Ansia e preoccupazione nei primi giorni, ma anche grande rispetto delle regole una volta compresi gli enormi rischi. “Negli ultimi giorni di permanenza ho notato che le disposizioni delle autorità venivano seguite tassativamente: distanziamento sociale ferreo ovunque, dai piccoli negozi al centro commerciale Walmart, dove l’entrata principale è stata transennata e bisogna seguire un percorso obbligato stando a 6 piedi (circa un metro e 82, ndr) gli uni dagli altri. Ormai fortunatamente il pericolo coronavirus è molto chiaro nell’intera Florida – osserva Sergio – dove il lockdown è iniziato giovedì scorso e c’è anche il coprifuoco da mezzanotte alle 5 di mattina. Per le strade non trovi davvero nessuno”.

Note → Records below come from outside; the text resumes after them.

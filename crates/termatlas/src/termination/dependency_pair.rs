//! Dependency pairs

use serde::{Deserialize, Serialize};
use std::fmt;

use crate::terms::{Term, VariablePool};

/// A dependency pair: two terms over the sharp-marked signature standing
/// for a possible call-to-call rewrite step. Opaque to the problem
/// aggregate beyond its two sides.
#[derive(Debug, Clone, PartialEq, Eq, Serialize, Deserialize)]
pub struct DependencyPair {
    lhs: Term,
    rhs: Term,
}

impl DependencyPair {
    /// Create a dependency pair.
    pub fn new(lhs: Term, rhs: Term) -> DependencyPair {
        DependencyPair { lhs, rhs }
    }

    /// The left term.
    pub fn lhs(&self) -> &Term {
        &self.lhs
    }

    /// The right term.
    pub fn rhs(&self) -> &Term {
        &self.rhs
    }

    /// Format this pair with variable names resolved through a pool.
    pub fn display<'a>(&'a self, pool: &'a VariablePool) -> DependencyPairDisplay<'a> {
        DependencyPairDisplay { dp: self, pool }
    }
}

/// Display wrapper for `DependencyPair`.
pub struct DependencyPairDisplay<'a> {
    dp: &'a DependencyPair,
    pool: &'a VariablePool,
}

impl<'a> fmt::Display for DependencyPairDisplay<'a> {
    fn fmt(&self, f: &mut fmt::Formatter<'_>) -> fmt::Result {
        write!(
            f,
            "{} ⇒ {}",
            self.dp.lhs.display(self.pool),
            self.dp.rhs.display(self.pool)
        )
    }
}

#[cfg(test)]
mod tests {
    use super::*;
    use crate::terms::FunctionSymbol;
    use crate::types::Type;

    #[test]
    fn test_accessors_and_display() {
        let mut pool = VariablePool::new();
        let o = Type::sort("o");
        let dp_sort = Type::sort("dp");
        let f_sharp = FunctionSymbol::new("f#", Type::arrow(o.clone(), dp_sort));
        let x = pool.fresh_free("x", o);

        let lhs = Term::FnApp(f_sharp.clone(), vec![Term::Var(x)]);
        let rhs = Term::FnApp(f_sharp, vec![Term::Var(x)]);
        let dp = DependencyPair::new(lhs.clone(), rhs.clone());
        assert_eq!(dp.lhs(), &lhs);
        assert_eq!(dp.rhs(), &rhs);
        assert_eq!(dp.display(&pool).to_string(), "f#(x) ⇒ f#(x)");
    }
}
//! Configuration types for icsgen.

mod calendar_config;
mod global_config;

pub use calendar_config::{CalendarConfig, LineSeparator};
pub use global_config::GlobalConfig;
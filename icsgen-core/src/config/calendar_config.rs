//! Per-calendar output settings.

use serde::Deserialize;

static DEFAULT_FILENAME: &str = "calendar";
static DEFAULT_EXTENSION: &str = ".ics";

fn default_filename() -> String {
    DEFAULT_FILENAME.to_string()
}

fn default_extension() -> String {
    DEFAULT_EXTENSION.to_string()
}

/// Line separator used inside records and between them.
#[derive(Debug, Clone, Copy, Default, PartialEq, Eq, Deserialize)]
#[serde(rename_all = "lowercase")]
pub enum LineSeparator {
    #[default]
    Lf,
    Crlf,
}

impl LineSeparator {
    pub fn as_str(&self) -> &'static str {
        match self {
            LineSeparator::Lf => "\n",
            LineSeparator::Crlf => "\r\n",
        }
    }
}

/// How a calendar renders and names its document.
#[derive(Debug, Clone, PartialEq, Eq, Deserialize)]
pub struct CalendarConfig {
    #[serde(default)]
    pub separator: LineSeparator,

    /// Suggested file name for delivery, without extension
    #[serde(default = "default_filename")]
    pub filename: String,

    #[serde(default = "default_extension")]
    pub extension: String,
}

impl Default for CalendarConfig {
    fn default() -> Self {
        CalendarConfig {
            separator: LineSeparator::default(),
            filename: default_filename(),
            extension: default_extension(),
        }
    }
}

impl CalendarConfig {
    pub fn with_separator(separator: LineSeparator) -> Self {
        CalendarConfig {
            separator,
            ..Default::default()
        }
    }
}
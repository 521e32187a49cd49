//! Event input types.
//!
//! A `NewEvent` is never stored: the builder turns it into a `FormattedEvent`
//! and only that text is kept by the calendar.

use std::fmt;
use std::str::FromStr;

use chrono::{DateTime, Duration, NaiveDate, NaiveDateTime, NaiveTime, Utc};
use serde::Deserialize;

use crate::error::{Field, IcsError, IcsResult};
use crate::recurrence::Recurrence;

/// Naive date-time layouts, interpreted as UTC.
const DATETIME_FORMATS: &[&str] = &[
    "%Y-%m-%dT%H:%M:%S",
    "%Y-%m-%dT%H:%M",
    "%Y-%m-%d %H:%M:%S",
    "%Y-%m-%d %H:%M",
    "%Y%m%dT%H%M%SZ",
];

const DATE_FORMATS: &[&str] = &["%Y-%m-%d", "%Y%m%d", "%m/%d/%Y"];

/// A point in time as given by the caller: either a bare date or a UTC instant.
#[derive(Debug, Clone, Copy, PartialEq, Eq, Deserialize)]
#[serde(try_from = "String")]
pub enum EventTime {
    Date(NaiveDate),
    DateTime(DateTime<Utc>),
}

impl EventTime {
    /// The calendar date in UTC.
    pub fn utc_date(&self) -> NaiveDate {
        match self {
            EventTime::Date(d) => *d,
            EventTime::DateTime(dt) => dt.date_naive(),
        }
    }

    /// The instant in UTC. Bare dates are taken as midnight.
    pub fn to_utc(&self) -> DateTime<Utc> {
        match self {
            EventTime::Date(d) => d.and_time(NaiveTime::MIN).and_utc(),
            EventTime::DateTime(dt) => *dt,
        }
    }

    /// Same kind of value, one calendar day later.
    pub fn next_day(&self) -> EventTime {
        match self {
            EventTime::Date(d) => EventTime::Date(*d + Duration::days(1)),
            EventTime::DateTime(dt) => EventTime::DateTime(*dt + Duration::days(1)),
        }
    }

    /// `YYYYMMDD`
    pub fn format_date(&self) -> String {
        self.utc_date().format("%Y%m%d").to_string()
    }

    /// `YYYYMMDDHHMMSSZ`
    pub fn format_utc(&self) -> String {
        self.to_utc().format("%Y%m%d%H%M%SZ").to_string()
    }
}

impl FromStr for EventTime {
    type Err = IcsError;

    fn from_str(s: &str) -> IcsResult<Self> {
        let input = s.trim();

        if let Ok(dt) = DateTime::parse_from_rfc3339(input) {
            return Ok(EventTime::DateTime(dt.with_timezone(&Utc)));
        }

        for format in DATETIME_FORMATS {
            if let Ok(dt) = NaiveDateTime::parse_from_str(input, format) {
                return Ok(EventTime::DateTime(dt.and_utc()));
            }
        }

        for format in DATE_FORMATS {
            if let Ok(d) = NaiveDate::parse_from_str(input, format) {
                return Ok(EventTime::Date(d));
            }
        }

        Err(IcsError::InvalidDate(s.to_string()))
    }
}

impl TryFrom<String> for EventTime {
    type Error = IcsError;

    fn try_from(value: String) -> IcsResult<Self> {
        value.parse()
    }
}

impl From<NaiveDate> for EventTime {
    fn from(date: NaiveDate) -> Self {
        EventTime::Date(date)
    }
}

impl From<DateTime<Utc>> for EventTime {
    fn from(dt: DateTime<Utc>) -> Self {
        EventTime::DateTime(dt)
    }
}

impl fmt::Display for EventTime {
    fn fmt(&self, f: &mut fmt::Formatter<'_>) -> fmt::Result {
        match self {
            EventTime::Date(d) => write!(f, "{}", d.format("%Y-%m-%d")),
            EventTime::DateTime(dt) => write!(f, "{}", dt.to_rfc3339()),
        }
    }
}

/// Fields describing one event to be added to a calendar.
///
/// Text fields and dates are optional so that an absent value can be
/// reported as `MissingField` instead of failing at construction time.
#[derive(Debug, Clone, Default, Deserialize)]
pub struct NewEvent {
    pub subject: Option<String>,
    pub description: Option<String>,
    pub location: Option<String>,
    pub begin: Option<EventTime>,
    pub stop: Option<EventTime>,
    #[serde(default, alias = "is_all_day")]
    pub all_day: bool,
    #[serde(default)]
    pub recurrence: Option<Recurrence>,
}

impl NewEvent {
    pub fn new(
        subject: impl Into<String>,
        description: impl Into<String>,
        location: impl Into<String>,
        begin: impl Into<EventTime>,
        stop: impl Into<EventTime>,
    ) -> Self {
        NewEvent {
            subject: Some(subject.into()),
            description: Some(description.into()),
            location: Some(location.into()),
            begin: Some(begin.into()),
            stop: Some(stop.into()),
            all_day: false,
            recurrence: None,
        }
    }

    pub fn all_day(mut self, all_day: bool) -> Self {
        self.all_day = all_day;
        self
    }

    pub fn recurrence(mut self, recurrence: impl Into<Recurrence>) -> Self {
        self.recurrence = Some(recurrence.into());
        self
    }

    /// Check that every required field is present, reporting the first absent one.
    pub(crate) fn required(&self) -> IcsResult<RequiredFields<'_>> {
        Ok(RequiredFields {
            subject: self.subject.as_deref().ok_or(IcsError::MissingField(Field::Subject))?,
            description: self
                .description
                .as_deref()
                .ok_or(IcsError::MissingField(Field::Description))?,
            location: self.location.as_deref().ok_or(IcsError::MissingField(Field::Location))?,
            begin: self.begin.ok_or(IcsError::MissingField(Field::Begin))?,
            stop: self.stop.ok_or(IcsError::MissingField(Field::Stop))?,
        })
    }
}

/// Borrowed view of a `NewEvent` whose required fields are all present.
pub(crate) struct RequiredFields<'a> {
    pub subject: &'a str,
    pub description: &'a str,
    pub location: &'a str,
    pub begin: EventTime,
    pub stop: EventTime,
}
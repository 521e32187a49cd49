//! VEVENT record generation.

use std::fmt;

use crate::config::LineSeparator;
use crate::error::IcsResult;
use crate::event::NewEvent;
use crate::ics::escape::escape_text;
use crate::recurrence::Recurrence;

/// Position of the RRULE line, right after DESCRIPTION.
const RRULE_INDEX: usize = 3;

/// A finished VEVENT block. Lines are joined with the separator it was built with.
#[derive(Debug, Clone, PartialEq, Eq)]
pub struct FormattedEvent(String);

impl FormattedEvent {
    pub fn as_str(&self) -> &str {
        &self.0
    }

    pub fn into_string(self) -> String {
        self.0
    }
}

impl AsRef<str> for FormattedEvent {
    fn as_ref(&self) -> &str {
        &self.0
    }
}

impl fmt::Display for FormattedEvent {
    fn fmt(&self, f: &mut fmt::Formatter<'_>) -> fmt::Result {
        f.write_str(&self.0)
    }
}

/// Validate and format one event.
///
/// Nothing is produced unless every required field is present and the
/// recurrence rule, if any, is valid.
pub fn build_event(event: &NewEvent, separator: LineSeparator) -> IcsResult<FormattedEvent> {
    let fields = event.required()?;

    let rrule = event
        .recurrence
        .as_ref()
        .map(Recurrence::to_rrule_line)
        .transpose()?;

    // All-day end dates are exclusive, hence the extra day
    let (dtstart, dtend) = if event.all_day {
        (
            format!("DTSTART;VALUE=DATE:{}", fields.begin.format_date()),
            format!("DTEND;VALUE=DATE:{}", fields.stop.next_day().format_date()),
        )
    } else {
        (
            format!("DTSTART:{}", fields.begin.format_utc()),
            format!("DTEND:{}", fields.stop.format_utc()),
        )
    };

    let mut lines = vec![
        "BEGIN:VEVENT".to_string(),
        "CLASS:PUBLIC".to_string(),
        format!("DESCRIPTION:{}", escape_text(fields.description)),
        dtstart,
        dtend,
        format!("LOCATION:{}", escape_text(fields.location)),
        format!("SUMMARY;LANGUAGE=en-us:{}", escape_text(fields.subject)),
        "END:VEVENT".to_string(),
    ];

    if let Some(rrule) = rrule {
        lines.insert(RRULE_INDEX, rrule);
    }

    Ok(FormattedEvent(lines.join(separator.as_str())))
}

#[cfg(test)]
mod tests {
    use super::*;
    use crate::error::{Field, IcsError};
    use crate::recurrence::RecurrenceRule;
    use chrono::{NaiveDate, TimeZone, Utc};

    fn make_test_event() -> NewEvent {
        NewEvent::new(
            "Standup",
            "Daily sync",
            "Room 4",
            Utc.with_ymd_and_hms(2025, 3, 20, 15, 0, 0).unwrap(),
            Utc.with_ymd_and_hms(2025, 3, 20, 15, 15, 0).unwrap(),
        )
    }

    fn christmas() -> NewEvent {
        let day = NaiveDate::from_ymd_opt(2013, 12, 25).unwrap();
        NewEvent::new(
            "Christmas",
            "Christian holiday celebrating the birth of Jesus Christ",
            "Bethlehem",
            day,
            day,
        )
        .all_day(true)
    }

    const TAGS: [&str; 8] = [
        "BEGIN:VEVENT",
        "CLASS:PUBLIC",
        "DESCRIPTION:",
        "DTSTART",
        "DTEND",
        "LOCATION:",
        "SUMMARY;LANGUAGE=en-us:",
        "END:VEVENT",
    ];

    #[test]
    fn test_timed_event_has_eight_lines_in_order() {
        let ics = build_event(&make_test_event(), LineSeparator::Lf).unwrap();
        let lines: Vec<&str> = ics.as_str().split('\n').collect();

        assert_eq!(lines.len(), 8, "Unexpected line count. ICS:\n{}", ics);
        for (line, tag) in lines.iter().zip(TAGS) {
            assert!(line.starts_with(tag), "Expected '{}' line, got '{}'", tag, line);
        }
    }

    #[test]
    fn test_timed_event_uses_utc_timestamps() {
        let ics = build_event(&make_test_event(), LineSeparator::Lf).unwrap();

        assert!(
            ics.as_str().contains("\nDTSTART:20250320150000Z\n"),
            "DTSTART should be a UTC timestamp. ICS:\n{}",
            ics
        );
        assert!(
            ics.as_str().contains("\nDTEND:20250320151500Z\n"),
            "DTEND should be a UTC timestamp. ICS:\n{}",
            ics
        );
    }

    #[test]
    fn test_all_day_event_adds_one_day_to_end() {
        let ics = build_event(&christmas(), LineSeparator::Lf).unwrap();

        assert_eq!(
            ics.as_str(),
            "BEGIN:VEVENT\n\
             CLASS:PUBLIC\n\
             DESCRIPTION:Christian holiday celebrating the birth of Jesus Christ\n\
             DTSTART;VALUE=DATE:20131225\n\
             DTEND;VALUE=DATE:20131226\n\
             LOCATION:Bethlehem\n\
             SUMMARY;LANGUAGE=en-us:Christmas\n\
             END:VEVENT"
        );
    }

    #[test]
    fn test_all_day_event_from_datetime_uses_utc_date() {
        let mut event = make_test_event().all_day(true);
        event.begin = Some("2025-03-20T23:30:00-02:00".parse().unwrap());
        event.stop = Some("2025-03-21T01:00:00Z".parse().unwrap());

        let ics = build_event(&event, LineSeparator::Lf).unwrap();

        assert!(ics.as_str().contains("DTSTART;VALUE=DATE:20250321"), "ICS:\n{}", ics);
        assert!(ics.as_str().contains("DTEND;VALUE=DATE:20250322"), "ICS:\n{}", ics);
    }

    #[test]
    fn test_rrule_is_inserted_after_description() {
        let event = christmas().recurrence(RecurrenceRule::new("WEEKLY").interval(2).count(10));
        let ics = build_event(&event, LineSeparator::Lf).unwrap();
        let lines: Vec<&str> = ics.as_str().lines().collect();

        assert_eq!(lines.len(), 9, "Unexpected line count. ICS:\n{}", ics);
        assert!(lines[2].starts_with("DESCRIPTION:"));
        assert_eq!(lines[3], "RRULE:FREQ=WEEKLY;INTERVAL=2;COUNT=10");
        assert!(lines[4].starts_with("DTSTART"));
    }

    #[test]
    fn test_raw_rrule_line_is_verbatim() {
        let event = make_test_event().recurrence("RRULE:FREQ=DAILY;BYDAY=MO,TU");
        let ics = build_event(&event, LineSeparator::Lf).unwrap();

        assert_eq!(ics.as_str().lines().nth(3), Some("RRULE:FREQ=DAILY;BYDAY=MO,TU"));
    }

    #[test]
    fn test_crlf_separator() {
        let ics = build_event(&make_test_event(), LineSeparator::Crlf).unwrap();

        assert!(ics.as_str().starts_with("BEGIN:VEVENT\r\nCLASS:PUBLIC\r\n"));
        assert_eq!(ics.as_str().matches("\r\n").count(), 7);
        assert!(!ics.as_str().ends_with('\n'));
    }

    #[test]
    fn test_text_fields_are_escaped() {
        let mut event = make_test_event();
        event.description = Some("Bring snacks, drinks; and\nchairs".to_string());
        event.location = Some("Hall A, 2nd floor".to_string());
        event.subject = Some("Q&A; retro".to_string());

        let ics = build_event(&event, LineSeparator::Lf).unwrap();

        assert!(
            ics.as_str()
                .contains("DESCRIPTION:Bring snacks\\, drinks\\; and\\nchairs\n"),
            "ICS:\n{}",
            ics
        );
        assert!(ics.as_str().contains("LOCATION:Hall A\\, 2nd floor\n"));
        assert!(ics.as_str().contains("SUMMARY;LANGUAGE=en-us:Q&A\\; retro\n"));
        assert_eq!(ics.as_str().lines().count(), 8);
    }

    #[test]
    fn test_missing_field_fails() {
        let mut event = make_test_event();
        event.begin = None;

        assert!(matches!(
            build_event(&event, LineSeparator::Lf),
            Err(IcsError::MissingField(Field::Begin))
        ));
    }

    #[test]
    fn test_invalid_rule_fails_even_with_valid_fields() {
        let event = make_test_event().recurrence(RecurrenceRule::new("FORTNIGHTLY"));

        assert!(matches!(
            build_event(&event, LineSeparator::Lf),
            Err(IcsError::InvalidRecurrenceFrequency(_))
        ));
    }
}
//! Error types for icsgen.

use std::fmt;

use thiserror::Error;

/// Required fields of a new event, in the order they are checked.
#[derive(Debug, Clone, Copy, PartialEq, Eq)]
pub enum Field {
    Subject,
    Description,
    Location,
    Begin,
    Stop,
}

impl Field {
    pub fn as_str(&self) -> &'static str {
        match self {
            Field::Subject => "subject",
            Field::Description => "description",
            Field::Location => "location",
            Field::Begin => "begin",
            Field::Stop => "stop",
        }
    }
}

impl fmt::Display for Field {
    fn fmt(&self, f: &mut fmt::Formatter<'_>) -> fmt::Result {
        f.write_str(self.as_str())
    }
}

/// Errors that can occur while building or delivering a calendar.
#[derive(Error, Debug)]
pub enum IcsError {
    #[error("Missing required event field: {0}")]
    MissingField(Field),

    #[error(
        "Recurrence rule frequency must be one of YEARLY, MONTHLY, WEEKLY or DAILY (got '{0}')"
    )]
    InvalidRecurrenceFrequency(String),

    #[error("Recurrence rule 'until' must be a valid date (got '{0}')")]
    InvalidRecurrenceUntil(String),

    #[error("Recurrence rule 'interval' must be an integer (got '{0}')")]
    InvalidRecurrenceInterval(String),

    #[error("Recurrence rule 'count' must be an integer (got '{0}')")]
    InvalidRecurrenceCount(String),

    #[error("Calendar has no events to deliver")]
    EmptyCalendar,

    #[error("Invalid date: '{0}'")]
    InvalidDate(String),

    #[error("Configuration error: {0}")]
    Config(String),

    #[error("IO error: {0}")]
    Io(#[from] std::io::Error),
}

/// Result type alias for icsgen operations.
pub type IcsResult<T> = Result<T, IcsError>;
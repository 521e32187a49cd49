pub mod build;
pub mod event;

use std::path::Path;

use anyhow::{Context, Result};
use icsgen_core::{CalendarConfig, GlobalConfig, LineSeparator};

/// Load the global config, from `path` if given.
pub fn load_config(path: Option<&Path>) -> Result<GlobalConfig> {
    let cfg = match path {
        Some(path) => GlobalConfig::load_from(path),
        None => GlobalConfig::load(),
    };

    cfg.context("Failed to load icsgen config")
}

/// Calendar settings from the config, with `--crlf` applied.
pub fn calendar_config(cfg: &GlobalConfig, crlf: bool) -> CalendarConfig {
    let mut calendar = cfg.calendar.clone();
    if crlf {
        calendar.separator = LineSeparator::Crlf;
    }
    calendar
}
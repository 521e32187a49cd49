use anyhow::{Context, Result};
use clap::Args;
use icsgen_core::{Calendar, EventTime, GlobalConfig, NewEvent, Recurrence, RecurrenceRule};

#[derive(Args)]
pub struct EventArgs {
    /// Event title
    #[arg(long)]
    pub subject: String,

    /// Event description
    #[arg(long)]
    pub description: String,

    /// Event location
    #[arg(short, long)]
    pub location: String,

    /// Start (e.g. "2025-03-20", "2025-03-20T15:00", "03/20/2025")
    #[arg(short, long)]
    pub begin: String,

    /// End, same formats as --begin
    #[arg(short, long)]
    pub stop: String,

    /// All-day event; --stop is the last included day
    #[arg(long)]
    pub all_day: bool,

    /// Repeat frequency: YEARLY, MONTHLY, WEEKLY or DAILY
    #[arg(long)]
    pub freq: Option<String>,

    /// Last date of the repetition
    #[arg(long)]
    pub until: Option<String>,

    /// Repeat every N periods
    #[arg(long)]
    pub interval: Option<String>,

    /// Number of occurrences
    #[arg(long)]
    pub count: Option<String>,

    /// Complete RRULE line, used as is
    #[arg(long, conflicts_with_all = ["freq", "until", "interval", "count"])]
    pub rrule: Option<String>,

    /// Use CRLF line endings
    #[arg(long)]
    pub crlf: bool,
}

impl EventArgs {
    fn recurrence(&self) -> Option<Recurrence> {
        if let Some(line) = &self.rrule {
            return Some(Recurrence::Raw(line.clone()));
        }

        if self.freq.is_none()
            && self.until.is_none()
            && self.interval.is_none()
            && self.count.is_none()
        {
            return None;
        }

        Some(Recurrence::Rule(RecurrenceRule {
            frequency: self.freq.clone(),
            until: self.until.clone(),
            interval: self.interval.clone(),
            count: self.count.clone(),
        }))
    }

    fn to_new_event(&self) -> Result<NewEvent> {
        let begin: EventTime = self
            .begin
            .parse()
            .with_context(|| format!("Could not parse --begin \"{}\"", self.begin))?;
        let stop: EventTime = self
            .stop
            .parse()
            .with_context(|| format!("Could not parse --stop \"{}\"", self.stop))?;

        let mut event = NewEvent::new(&self.subject, &self.description, &self.location, begin, stop)
            .all_day(self.all_day);
        event.recurrence = self.recurrence();

        Ok(event)
    }
}

pub fn run(cfg: &GlobalConfig, args: EventArgs) -> Result<()> {
    let mut calendar = Calendar::with_config(super::calendar_config(cfg, args.crlf));
    calendar.add_event(&args.to_new_event()?)?;

    println!("{}", calendar.calendar());

    Ok(())
}
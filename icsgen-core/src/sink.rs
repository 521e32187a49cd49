//! Delivery of finished documents.
//!
//! The core never decides where a calendar ends up; it hands the text and a
//! suggested name to a `DocumentSink`.

use std::io::Write;
use std::path::PathBuf;

use crate::error::IcsResult;

pub trait DocumentSink {
    fn deliver(&mut self, document: &str, filename: &str, extension: &str) -> IcsResult<()>;
}

/// Writes `<dir>/<filename><extension>`, creating `dir` if needed.
#[derive(Debug, Clone)]
pub struct FileSink {
    dir: PathBuf,
    written: Option<PathBuf>,
}

impl FileSink {
    pub fn new(dir: impl Into<PathBuf>) -> Self {
        FileSink {
            dir: dir.into(),
            written: None,
        }
    }

    /// Path of the last file written.
    pub fn written(&self) -> Option<&PathBuf> {
        self.written.as_ref()
    }
}

impl DocumentSink for FileSink {
    fn deliver(&mut self, document: &str, filename: &str, extension: &str) -> IcsResult<()> {
        std::fs::create_dir_all(&self.dir)?;

        let path = self.dir.join(format!("{filename}{extension}"));
        std::fs::write(&path, document)?;

        tracing::info!(path = %path.display(), bytes = document.len(), "calendar written");
        self.written = Some(path);
        Ok(())
    }
}

/// Writes the document to any writer, ignoring the suggested name.
pub struct WriterSink<W: Write>(pub W);

impl<W: Write> DocumentSink for WriterSink<W> {
    fn deliver(&mut self, document: &str, _filename: &str, _extension: &str) -> IcsResult<()> {
        self.0.write_all(document.as_bytes())?;
        self.0.flush()?;
        Ok(())
    }
}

Il ritorno in Italia è stato un insieme di cortocircuiti burocratici e senso di abbandono. “In prossimità della scadenza del visto, ho fatto presente al Consolato che essendo ospite di parenti avrei potuto anche posticipare il rientro – afferma Ganci – ma sono stato rimandato all’apposito sito del centro immigrazione, che però è stato chiuso fino a oltre la data utile. L’ho fatto presente al Consolato e mi è stato risposto che allora potevo solo rientrare in Italia. Solo questo, nessun aiuto o consiglio”. Polemiche anche sui voli speciali per il rientro degli italiani dagli Stati Uniti: “Li gestisce una sola compagnia e partono solo da New York, quindi da Miami mi sono spostato a Orlando, poi ho preso un aereo per New York, poi uno per Roma e infine quello per arrivare a Palermo. Da un certo punto in poi, voli come il mio sono arrivati a costare anche 1.400 euro. Come si fa a spendere oltre mille euro senza garanzie o direttive delle istituzioni? E chi sta vigilando sui prezzi?”.

Al rientro Ganci ha seguito la procedura di censimento per chi è tornato in Sicilia dopo il 14 marzo, e al termine della quarantena gli toccherà fare il tampone. “Al momento non c’è nulla di certo o organizzato se non che ci sono ‘lunghi tempi di attesa’ – spiega – come mi ha scritto il Dipartimento di prevenzione in una mail”. In ogni caso, però, preferisce il ‘caos ordinato’ della Regione Siciliana al clima surreale che regnava negli Usa prima del brutale scoppio dell’emergenza: “Nonostante alcuni politici cercassero di parlarne il più possibile, le dichiarazioni di Trump andavano in tutt’altra direzione – commenta –. È passato dal ripetere che sono i numeri uno al mondo, a parlare di miracolo se fossero riusciti a non superare i centomila morti. La percezione è che sì, c’è il pericolo, ma non è così grave finché l’economia gira e ci sono i soldi. Fino a poco tempo fa, fin troppo poco per reagire, sembrava quasi che di tutta questa situazione non facesse paura la morte ma il blocco dei guadagni”.